Чарли встал из-за стола и направился к лестнице.
— Дядя Родди! Обед готов. — Не услышав ответа, он пошел наверх.
Фиона вымыла Сими руки, посадила за стол, повязала салфетку и дала кусок хлеба, чтобы тот сидел тихо. Потом пошла к буфету, достала шесть тарелок и принесла их к плите. На каждую из трех тарелок легли баранья отбивная, картофельное пюре и подливка. Кейт вынула из духовки кастрюльку с ручкой и выложила ее содержимое, оставшееся пюре и подливку еще на три тарелки.
— Жаба в норе! — воскликнул Сими, глядя на пышное тесто и жадно пересчитывая кончики сосисок, выглядывавшие из теста, как испуганные жабы.
Ни Кейт, ни Фиона никогда не задумывались, почему на тарелках мужчин лежат отбивные, а на всех остальных — тесто. Мужчины были добытчиками и нуждались в мясе, поддерживавшем их силы. Женщины и дети пробовали ветчину или сосиски только во время выходных — конечно, если на это хватало денег. То, что Кейт весь день работала в прачечной, гладя горы белья, а Фиона часами стояла на ногах, развешивая чай, было не в счет. Львиную долю дохода семьи составляло жалованье Падди и Чарли; из этих денег платили за жилье, покупали одежду и почти всю еду. Заработков Кейт и Фионы хватало только на уголь и мелочи вроде гуталина, керосина и спичек. Если бы Падди и Чарли заболели и не смогли работать, страдать пришлось бы всей семье. То же самое происходило в каждом доме на каждой улице Восточного Лондона: мужчины ели мясо, а женщины — что придется.
Кейт услышала на лестнице тяжелые шаги Чарли.
— Ма, там его нет — сказал он, вернувшись к столу. — И постель не разобрана. Похоже, он вообще не ложился.
— Странно… — почесал в затылке Падди.
— Обед стынет! — всполошилась Кейт. — Фиона, дай его тарелку, я поставлю ее в духовку. Где же он? Падди, ты утром не видел его?
— Нет. Но обычно он встает после моего ухода, так что я просто не мог его видеть.
— Надеюсь, что у него все в порядке. Что с ним ничего не случилось.
— Ну, если бы что-нибудь случилось, мы бы об этом уже знали, — ответил Падди. — Наверное, кто-то из другой смены заболел, и ему пришлось его подменить. Ты же знаешь Родди, он безотказный.
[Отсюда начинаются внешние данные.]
//! Non-modifying algorithms
//!
//! Single-pass scans over `[first, last)` cursor ranges: searching,
//! counting, comparing, and the sorted-range bound searches. Not-found is
//! reported by returning `last` (or `false`/`0`), never by an error.

use crate::compare::{natural_equal, natural_less};
use crate::cursor::{Forward, MultiPass, Readable};
use crate::partition::partition_point;

/// Apply `f` to every element in order.
pub fn for_each<C, F>(first: C, last: C, mut f: F)
where
    C: Readable + Forward,
    F: FnMut(C::Item),
{
    let mut it = first;
    while it != last {
        f(it.read());
        it = it.next();
    }
}

/// Apply `f` to the first `n` elements; returns the cursor past them.
///
/// The count-limited variant exists for unbounded sources, which must not
/// be walked to an end sentinel they may not have.
pub fn for_each_n<C, F>(first: C, n: usize, mut f: F) -> C
where
    C: Readable + Forward,
    F: FnMut(C::Item),
{
    let mut it = first;
    for _ in 0..n {
        f(it.read());
        it = it.next();
    }
    it
}

/// First position whose element equals `value`, or `last`.
pub fn find<C>(first: C, last: C, value: &C::Item) -> C
where
    C: Readable + Forward,
    C::Item: PartialEq,
{
    find_if(first, last, |x| x == value)
}

/// First position satisfying `pred`, or `last`.
pub fn find_if<C, P>(first: C, last: C, mut pred: P) -> C
where
    C: Readable + Forward,
    P: FnMut(&C::Item) -> bool,
{
    let mut it = first;
    while it != last && !pred(&it.read()) {
        it = it.next();
    }
    it
}

/// First position failing `pred`, or `last`.
pub fn find_if_not<C, P>(first: C, last: C, mut pred: P) -> C
where
    C: Readable + Forward,
    P: FnMut(&C::Item) -> bool,
{
    find_if(first, last, move |x| !pred(x))
}

/// First position where two adjacent elements are equal under `eq`, or
/// `last`.
pub fn adjacent_find_by<C, F>(first: C, last: C, mut eq: F) -> C
where
    C: Readable + MultiPass,
    F: FnMut(&C::Item, &C::Item) -> bool,
{
    if first == last {
        return last;
    }
    let mut it = first;
    let mut ahead = it.next();
    while ahead != last {
        if eq(&it.read(), &ahead.read()) {
            return it;
        }
        it = ahead.clone();
        ahead = ahead.next();
    }
    last
}

/// [`adjacent_find_by`] under natural equality.
pub fn adjacent_find<C>(first: C, last: C) -> C
where
    C: Readable + MultiPass,
    C::Item: PartialEq,
{
    adjacent_find_by(first, last, natural_equal)
}

/// Number of elements equal to `value`.
pub fn count<C>(first: C, last: C, value: &C::Item) -> usize
where
    C: Readable + Forward,
    C::Item: PartialEq,
{
    count_if(first, last, |x| x == value)
}

/// Number of elements satisfying `pred`.
pub fn count_if<C, P>(first: C, last: C, mut pred: P) -> usize
where
    C: Readable + Forward,
    P: FnMut(&C::Item) -> bool,
{
    let mut it = first;
    let mut n = 0;
    while it != last {
        if pred(&it.read()) {
            n += 1;
        }
        it = it.next();
    }
    n
}

/// First position pair where the two ranges disagree under `eq`.
///
/// The second range is taken head-only and must be at least as long as
/// the first.
pub fn mismatch_by<C1, C2, F>(first1: C1, last1: C1, first2: C2, mut eq: F) -> (C1, C2)
where
    C1: Readable + Forward,
    C2: Readable<Item = C1::Item> + Forward,
    F: FnMut(&C1::Item, &C1::Item) -> bool,
{
    let mut it1 = first1;
    let mut it2 = first2;
    while it1 != last1 && eq(&it1.read(), &it2.read()) {
        it1 = it1.next();
        it2 = it2.next();
    }
    (it1, it2)
}

/// [`mismatch_by`] under natural equality.
pub fn mismatch<C1, C2>(first1: C1, last1: C1, first2: C2) -> (C1, C2)
where
    C1: Readable + Forward,
    C2: Readable<Item = C1::Item> + Forward,
    C1::Item: PartialEq,
{
    mismatch_by(first1, last1, first2, natural_equal)
}

/// Whether the two ranges are element-wise equal under `eq`.
pub fn equal_by<C1, C2, F>(first1: C1, last1: C1, first2: C2, eq: F) -> bool
where
    C1: Readable + Forward,
    C2: Readable<Item = C1::Item> + Forward,
    F: FnMut(&C1::Item, &C1::Item) -> bool,
{
    mismatch_by(first1, last1.clone(), first2, eq).0 == last1
}

/// [`equal_by`] under natural equality.
pub fn equal<C1, C2>(first1: C1, last1: C1, first2: C2) -> bool
where
    C1: Readable + Forward,
    C2: Readable<Item = C1::Item> + Forward,
    C1::Item: PartialEq,
{
    equal_by(first1, last1, first2, natural_equal)
}

/// First occurrence of the needle range inside the haystack, or `last`.
pub fn search_by<C1, C2, F>(first: C1, last: C1, n_first: C2, n_last: C2, mut eq: F) -> C1
where
    C1: Readable + MultiPass,
    C2: Readable<Item = C1::Item> + MultiPass,
    F: FnMut(&C1::Item, &C1::Item) -> bool,
{
    if n_first == n_last {
        return first;
    }
    let mut base = first;
    loop {
        // Try to match the needle starting at `base`.
        let mut h = base.clone();
        let mut n = n_first.clone();
        loop {
            if n == n_last {
                return base;
            }
            if h == last {
                return last;
            }
            if !eq(&h.read(), &n.read()) {
                break;
            }
            h = h.next();
            n = n.next();
        }
        base = base.next();
    }
}

/// [`search_by`] under natural equality.
pub fn search<C1, C2>(first: C1, last: C1, n_first: C2, n_last: C2) -> C1
where
    C1: Readable + MultiPass,
    C2: Readable<Item = C1::Item> + MultiPass,
    C1::Item: PartialEq,
{
    search_by(first, last, n_first, n_last, natural_equal)
}

/// Last occurrence of the needle range inside the haystack, or `last`.
///
/// Repeated forward [`search_by`] keeping the latest hit; requires
/// multi-pass cursors because every candidate window is reread.
pub fn find_end_by<C1, C2, F>(first: C1, last: C1, n_first: C2, n_last: C2, mut eq: F) -> C1
where
    C1: Readable + MultiPass,
    C2: Readable<Item = C1::Item> + MultiPass,
    F: FnMut(&C1::Item, &C1::Item) -> bool,
{
    if n_first == n_last {
        return last;
    }
    let mut found = last.clone();
    let mut from = first;
    loop {
        let hit = search_by(from, last.clone(), n_first.clone(), n_last.clone(), &mut eq);
        if hit == last {
            return found;
        }
        found = hit.clone();
        from = hit.next();
    }
}

/// [`find_end_by`] under natural equality.
pub fn find_end<C1, C2>(first: C1, last: C1, n_first: C2, n_last: C2) -> C1
where
    C1: Readable + MultiPass,
    C2: Readable<Item = C1::Item> + MultiPass,
    C1::Item: PartialEq,
{
    find_end_by(first, last, n_first, n_last, natural_equal)
}

/// Whether every element satisfies `pred`. True on the empty range.
pub fn all_of<C, P>(first: C, last: C, pred: P) -> bool
where
    C: Readable + Forward,
    P: FnMut(&C::Item) -> bool,
{
    find_if_not(first, last.clone(), pred) == last
}

/// Whether at least one element satisfies `pred`.
pub fn any_of<C, P>(first: C, last: C, pred: P) -> bool
where
    C: Readable + Forward,
    P: FnMut(&C::Item) -> bool,
{
    find_if(first, last.clone(), pred) != last
}

/// Whether no element satisfies `pred`. True on the empty range.
pub fn none_of<C, P>(first: C, last: C, pred: P) -> bool
where
    C: Readable + Forward,
    P: FnMut(&C::Item) -> bool,
{
    !any_of(first, last, pred)
}

/// Position of the smallest element under `less`; `last` on empty input.
/// Ties go to the earliest occurrence.
pub fn min_element_by<C, F>(first: C, last: C, mut less: F) -> C
where
    C: Readable + MultiPass,
    F: FnMut(&C::Item, &C::Item) -> bool,
{
    if first == last {
        return last;
    }
    let mut best = first.clone();
    let mut it = first.next();
    while it != last {
        if less(&it.read(), &best.read()) {
            best = it.clone();
        }
        it = it.next();
    }
    best
}

/// [`min_element_by`] under the natural order.
pub fn min_element<C>(first: C, last: C) -> C
where
    C: Readable + MultiPass,
    C::Item: Ord,
{
    min_element_by(first, last, natural_less)
}

/// Position of the largest element under `less`; `last` on empty input.
/// Ties go to the earliest occurrence.
pub fn max_element_by<C, F>(first: C, last: C, mut less: F) -> C
where
    C: Readable + MultiPass,
    F: FnMut(&C::Item, &C::Item) -> bool,
{
    if first == last {
        return last;
    }
    let mut best = first.clone();
    let mut it = first.next();
    while it != last {
        if less(&best.read(), &it.read()) {
            best = it.clone();
        }
        it = it.next();
    }
    best
}

/// [`max_element_by`] under the natural order.
pub fn max_element<C>(first: C, last: C) -> C
where
    C: Readable + MultiPass,
    C::Item: Ord,
{
    max_element_by(first, last, natural_less)
}

/// Positions of the smallest and largest elements (min ties earliest,
/// max ties latest, matching the classic contract).
pub fn minmax_element_by<C, F>(first: C, last: C, mut less: F) -> (C, C)
where
    C: Readable + MultiPass,
    F: FnMut(&C::Item, &C::Item) -> bool,
{
    let mut min = first.clone();
    let mut max = first.clone();
    if first == last {
        return (min, max);
    }
    let mut it = first.next();
    while it != last {
        let v = it.read();
        if less(&v, &min.read()) {
            min = it.clone();
        }
        if !less(&v, &max.read()) {
            max = it.clone();
        }
        it = it.next();
    }
    (min, max)
}

/// [`minmax_element_by`] under the natural order.
pub fn minmax_element<C>(first: C, last: C) -> (C, C)
where
    C: Readable + MultiPass,
    C::Item: Ord,
{
    minmax_element_by(first, last, natural_less)
}

/// First position whose element is not less than `value`, in a range
/// sorted under `less`. O(log n) comparisons via halving on `distance`.
pub fn lower_bound_by<C, F>(first: C, last: C, value: &C::Item, mut less: F) -> C
where
    C: Readable + Forward,
    F: FnMut(&C::Item, &C::Item) -> bool,
{
    partition_point(first, last, |x| less(x, value))
}

/// [`lower_bound_by`] under the natural order.
pub fn lower_bound<C>(first: C, last: C, value: &C::Item) -> C
where
    C: Readable + Forward,
    C::Item: Ord,
{
    lower_bound_by(first, last, value, natural_less)
}

/// First position whose element is greater than `value`, in a range
/// sorted under `less`.
pub fn upper_bound_by<C, F>(first: C, last: C, value: &C::Item, mut less: F) -> C
where
    C: Readable + Forward,
    F: FnMut(&C::Item, &C::Item) -> bool,
{
    partition_point(first, last, |x| !less(value, x))
}

/// [`upper_bound_by`] under the natural order.
pub fn upper_bound<C>(first: C, last: C, value: &C::Item) -> C
where
    C: Readable + Forward,
    C::Item: Ord,
{
    upper_bound_by(first, last, value, natural_less)
}

/// The `[lower_bound, upper_bound)` window for `value`.
pub fn equal_range_by<C, F>(first: C, last: C, value: &C::Item, mut less: F) -> (C, C)
where
    C: Readable + Forward,
    F: FnMut(&C::Item, &C::Item) -> bool,
{
    let lo = lower_bound_by(first, last.clone(), value, &mut less);
    let hi = upper_bound_by(lo.clone(), last, value, &mut less);
    (lo, hi)
}

/// [`equal_range_by`] under the natural order.
pub fn equal_range<C>(first: C, last: C, value: &C::Item) -> (C, C)
where
    C: Readable + Forward,
    C::Item: Ord,
{
    equal_range_by(first, last, value, natural_less)
}

/// Whether a sorted range contains an element equivalent to `value`.
pub fn binary_search_by<C, F>(first: C, last: C, value: &C::Item, mut less: F) -> bool
where
    C: Readable + Forward,
    F: FnMut(&C::Item, &C::Item) -> bool,
{
    let lo = lower_bound_by(first, last.clone(), value, &mut less);
    lo != last && !less(value, &lo.read())
}

/// [`binary_search_by`] under the natural order.
pub fn binary_search<C>(first: C, last: C, value: &C::Item) -> bool
where
    C: Readable + Forward,
    C::Item: Ord,
{
    binary_search_by(first, last, value, natural_less)
}

#[cfg(test)]
mod tests {
    use super::*;
    use crate::seq::Slots;

    #[test]
    fn find_family_returns_last_when_absent() {
        let s = Slots::from(vec![1, 3, 5]);
        assert_eq!(find(s.begin(), s.end(), &4), s.end());
        assert_eq!(find(s.begin(), s.end(), &5), s.cursor_at(2));
    }

    #[test]
    fn search_locates_a_window() {
        let hay = Slots::from(vec![1, 2, 3, 2, 3, 4]);
        let needle = Slots::from(vec![2, 3, 4]);
        let hit = search(hay.begin(), hay.end(), needle.begin(), needle.end());
        assert_eq!(hit, hay.cursor_at(3));
    }

    #[test]
    fn find_end_picks_the_last_window() {
        let hay = Slots::from(vec![1, 2, 1, 2, 1]);
        let needle = Slots::from(vec![1, 2]);
        let hit = find_end(hay.begin(), hay.end(), needle.begin(), needle.end());
        assert_eq!(hit, hay.cursor_at(2));
    }

    #[test]
    fn bounds_bracket_duplicates() {
        let s = Slots::from(vec![1, 2, 2, 2, 3]);
        let (lo, hi) = equal_range(s.begin(), s.end(), &2);
        assert_eq!(lo, s.cursor_at(1));
        assert_eq!(hi, s.cursor_at(4));
        assert!(binary_search(s.begin(), s.end(), &2));
        assert!(!binary_search(s.begin(), s.end(), &4));
    }

    #[test]
    fn minmax_tie_breaking() {
        let s = Slots::from(vec![2, 1, 1, 2]);
        let (min, max) = minmax_element(s.begin(), s.end());
        assert_eq!(min, s.cursor_at(1)); // earliest min
        assert_eq!(max, s.cursor_at(3)); // latest max
    }
}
Родни О’Меара, жилец Финнеганов, не был их родственником, но дети называли его дядей Родди. Он вырос с Падди и его младшим братом Майклом в Дублине и вместе с ними уехал сначала в Ливерпуль, а потом в Лондон. Когда Майкл отправился в Нью-Йорк, Родди остался с Падди в Уайтчепле. Он знал детей Финнеганов с рождения, качал их на коленях, защищал от задир и собак, а по вечерам сидел с ними у камина и рассказывал истории про привидения. Он был детям ближе и роднее настоящего дяди, которого они никогда не видели.
Кейт заварила чай и села за стол. Падди прочитал молитву, и семья приступила к трапезе. Мать заставила себя забыть тревогу и улыбнуться. Во время еды разговаривать не полагалось, поэтому на пару минут наступила тишина. Чарли ел с жадностью. Накормить его досыта было невозможно. Для шестнадцати лет мальчик был невысок, но коренаст, широкоплеч и напоминал одного из бультерьеров, которых держал кое-кто из соседей.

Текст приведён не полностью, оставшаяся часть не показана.